* ABOUT THIS TASK: Determine how many lines of the records include "true", and answer with the number alone.

[Opening PROVIDED MATERIAL section]

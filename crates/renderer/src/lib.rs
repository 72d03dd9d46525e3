//! Renderer crate root.
//!
//! Internal architecture overview:
//! - `device`: capability traits a GPU backend and a view surface implement.
//! - `backend_context`: `BackendDrawContext` construction and layer provisioning.
//! - `layer_registry`: per-layer binding state and the encode check-out.
//! - `draw_submit`: the per-frame draw-flush-and-submit operation.
//! - `geometry`: CPU expansion of stroke polylines into triangle quads.
//! - `wgpu_backend`: the `wgpu` implementation of the device traits.

pub mod backend_context;
pub mod device;
pub mod draw_submit;
pub mod geometry;
pub mod layer_registry;
pub mod wgpu_backend;

#[cfg(any(test, feature = "test-helpers"))]
pub mod testing;

pub use backend_context::{
    BackendDrawContext, BackendInitError, LayerProvisionFailure, ProvisionError,
};
pub use device::{
    CommandQueue, DeviceError, GraphicsDevice, LayerSurface, PipelineError, SurfaceError,
};
pub use draw_submit::DrawSubmitError;
pub use layer_registry::{LayerPhase, LayerRegistry, LayerState, LayerStatus};
pub use wgpu_backend::{
    TextureLayerSurface, WgpuDevice, WgpuDrawable, WgpuLayerSurface, WgpuQueue,
    WindowLayerSurface,
};

#[cfg(test)]
mod tests;
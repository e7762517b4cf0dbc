// SPDX-License-Identifier: MIT
// Copyright (c) 2026 Alfred Jean LLC

//! docsync-core: Transaction log model and history replay.
//!
//! This crate provides the data structures and pure transformations shared
//! by the docsync client: decoding transaction logs, folding historical and
//! realtime transactions into one map, classifying transactions into
//! history events, and coalescing bursts of edits. Nothing here performs
//! I/O beyond reading a saved log file.

pub mod classify;
pub mod coalesce;
pub mod compile;
pub mod draft;
pub mod error;
pub mod event;
pub mod history;
pub mod ndjson;
pub mod normalize;
pub mod protocol;
pub mod transaction;

pub use classify::{classify, event_type};
pub use coalesce::{coalesce, coalesce_within, EDIT_COALESCE_THRESHOLD_SECS};
pub use compile::{chronological, Merge, TransactionCompiler, TransactionMap};
pub use error::{Error, Result};
pub use event::{find_event_for_rev, EventType, HistoryEvent};
pub use history::history_events;
pub use protocol::{
    ClientMessage, HistorySelector, ListenEvent, ListenEventKind, ListenOptions, MutationEvent,
    Params, ServerMessage, Visibility,
};
pub use transaction::{Mutation, Transaction, TransactionId};
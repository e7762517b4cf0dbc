// SPDX-License-Identifier: MIT
// Copyright (c) 2026 Alfred Jean LLC

use std::path::PathBuf;

use thiserror::Error;

use crate::sync::TransportError;

/// Errors surfaced on live query and history streams.
///
/// Every variant is terminal: once a stream yields an error it ends.
#[derive(Debug, Error)]
pub enum SyncError {
    /// The subscription could not be established.
    #[error("connection error: {0}")]
    Connection(String),

    #[error(transparent)]
    Transport(#[from] TransportError),

    /// A history body or realtime event could not be decoded.
    #[error(transparent)]
    Decode(#[from] docsync_core::Error),
}

/// Result type for stream items.
pub type SyncResult<T> = std::result::Result<T, SyncError>;

#[derive(Debug, Error)]
pub enum ConfigError {
    #[error("failed to read config {}: {source}", path.display())]
    Read {
        path: PathBuf,
        #[source]
        source: std::io::Error,
    },

    #[error("invalid config {}: {source}\n  hint: see docsync.toml keys url, [sync], [history]", path.display())]
    Parse {
        path: PathBuf,
        #[source]
        source: toml::de::Error,
    },

    #[error("invalid config {}: {message}", path.display())]
    Invalid { path: PathBuf, message: String },
}

/// Errors returned by the `docsync` command line.
#[derive(Debug, Error)]
pub enum Error {
    #[error(transparent)]
    Config(#[from] ConfigError),

    #[error(transparent)]
    Sync(#[from] SyncError),

    #[error(transparent)]
    Core(#[from] docsync_core::Error),

    #[error("invalid param '{0}'\n  hint: use key=value, where value is JSON or a bare string")]
    InvalidParam(String),

    #[error("io error: {0}")]
    Io(#[from] std::io::Error),

    #[error("json error: {0}")]
    Json(#[from] serde_json::Error),
}

pub type Result<T> = std::result::Result<T, Error>;

#[cfg(test)]
#[path = "error_tests.rs"]
mod tests;
// SPDX-License-Identifier: MIT
// Copyright (c) 2026 Alfred Jean LLC

//! Document history as a live stream.
//!
//! History is compiled from two sources racing each other: the stored
//! transaction log, fetched once, and a realtime listener that reports new
//! transactions as they commit. Every fold emits the unified map.

use std::sync::Arc;

use futures_util::StreamExt;
use serde_json::{json, Value};
use tokio::sync::mpsc;
use tracing::{debug, info, warn};

use docsync_core::draft::{id_pair, published_id};
use docsync_core::{
    history_events, ndjson, normalize, HistoryEvent, HistorySelector, ListenEvent, ListenOptions,
    Params, TransactionCompiler, TransactionMap,
};

use super::stream::TaskStream;
use super::transport::Transport;
use crate::config::{Config, SyncConfig};
use crate::error::{SyncError, SyncResult};

/// Query listening for transactions on a set of documents.
pub const TRANSACTIONS_QUERY: &str = "*[_id in $ids]";

/// Stream of compiled transaction maps.
pub type CompileStream = TaskStream<SyncResult<TransactionMap>>;

/// Stream of newest-first document histories.
pub type HistoryStream = TaskStream<SyncResult<Vec<HistoryEvent>>>;

/// Compile the transactions touching `document_ids`.
///
/// The listener is opened before the log is fetched so no commit falls
/// between the two. Malformed or undecodable realtime events are logged and
/// dropped; a listener connection failure, or a log that fails to fetch or
/// decode, ends the stream with that error.
/// The stream ends once the log has arrived and the listener has closed.
pub fn compile<T>(transport: Arc<T>, document_ids: Vec<String>, config: &SyncConfig) -> CompileStream
where
    T: Transport + ?Sized + 'static,
{
    TaskStream::spawn(config.channel_capacity, move |tx| async move {
        if let Err(err) = run_compile(transport.as_ref(), &document_ids, &tx).await {
            let _ = tx.send(Err(err)).await;
        }
    })
}

async fn run_compile<T>(
    transport: &T,
    document_ids: &[String],
    tx: &mpsc::Sender<SyncResult<TransactionMap>>,
) -> SyncResult<()>
where
    T: Transport + ?Sized,
{
    let mut params = Params::new();
    params.insert("ids".to_string(), json!(document_ids));
    let mut events = transport
        .listen(TRANSACTIONS_QUERY, &params, &ListenOptions::transactions())
        .await?;

    let history = async {
        let body = transport.fetch_transactions(document_ids).await?;
        let txs = normalize::from_ndjson(&body)?;
        Ok::<_, SyncError>(txs)
    };
    tokio::pin!(history);

    let mut compiler = TransactionCompiler::new();
    let mut history_done = false;
    let mut listening = true;

    while !history_done || listening {
        let unified = tokio::select! {
            txs = &mut history, if !history_done => {
                history_done = true;
                let txs = txs?;
                info!(count = txs.len(), "transaction log loaded");
                compiler.apply_history(txs)
            }
            event = events.next(), if listening => match event {
                Some(Ok(ListenEvent::Mutation(event))) => {
                    match normalize::from_mutation_event(&event, document_ids) {
                        Ok(transaction) => compiler.apply_realtime(transaction),
                        Err(err) => {
                            warn!(%err, "dropping realtime event");
                            continue;
                        }
                    }
                }
                Some(Ok(event)) => {
                    debug!(kind = %event.kind(), "ignoring listener event");
                    continue;
                }
                Some(Err(err)) if err.is_decode() => {
                    warn!(%err, "dropping undecodable realtime frame");
                    continue;
                }
                Some(Err(err)) => return Err(err.into()),
                None => {
                    listening = false;
                    continue;
                }
            },
        };

        if tx.send(Ok(unified.clone())).await.is_err() {
            break;
        }
    }

    Ok(())
}

/// Stream a document's history, newest first.
///
/// Each id is compiled together with its draft or published counterpart.
/// Events are reported under the published id of the first entry.
pub fn stream_history<T>(transport: Arc<T>, document_ids: &[String], config: &Config) -> HistoryStream
where
    T: Transport + ?Sized + 'static,
{
    let published = document_ids
        .first()
        .map(|id| published_id(id))
        .unwrap_or_default();
    let threshold = config.history.coalesce_threshold();
    let mut compiled = compile(transport, expand_ids(document_ids), &config.sync);

    TaskStream::spawn(config.sync.channel_capacity, move |tx| async move {
        while let Some(item) = compiled.next().await {
            let item = item.map(|map| history_events(&published, &map, threshold));
            if tx.send(item).await.is_err() {
                break;
            }
        }
    })
}

/// Pairs every id with its counterpart, keeping first-seen order.
fn expand_ids(document_ids: &[String]) -> Vec<String> {
    let mut ids: Vec<String> = Vec::new();
    for id in document_ids.iter().flat_map(|id| id_pair(id)) {
        if !ids.contains(&id) {
            ids.push(id);
        }
    }
    ids
}

/// Fetch a document as it was at a point in its history.
///
/// `None` reads the latest revision. Returns every document the server
/// sent, usually one; empty when the document did not exist then.
pub async fn fetch_revision<T>(
    transport: &T,
    document_id: &str,
    selector: Option<&HistorySelector>,
) -> SyncResult<Vec<Value>>
where
    T: Transport + ?Sized,
{
    let body = transport
        .fetch_history(&[document_id.to_string()], selector)
        .await?;
    Ok(ndjson::parse(&body)?)
}

#[cfg(test)]
#[path = "history_tests.rs"]
mod tests;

[Closing PROVIDED MATERIAL section]

* REPLY TO THE TASK: 2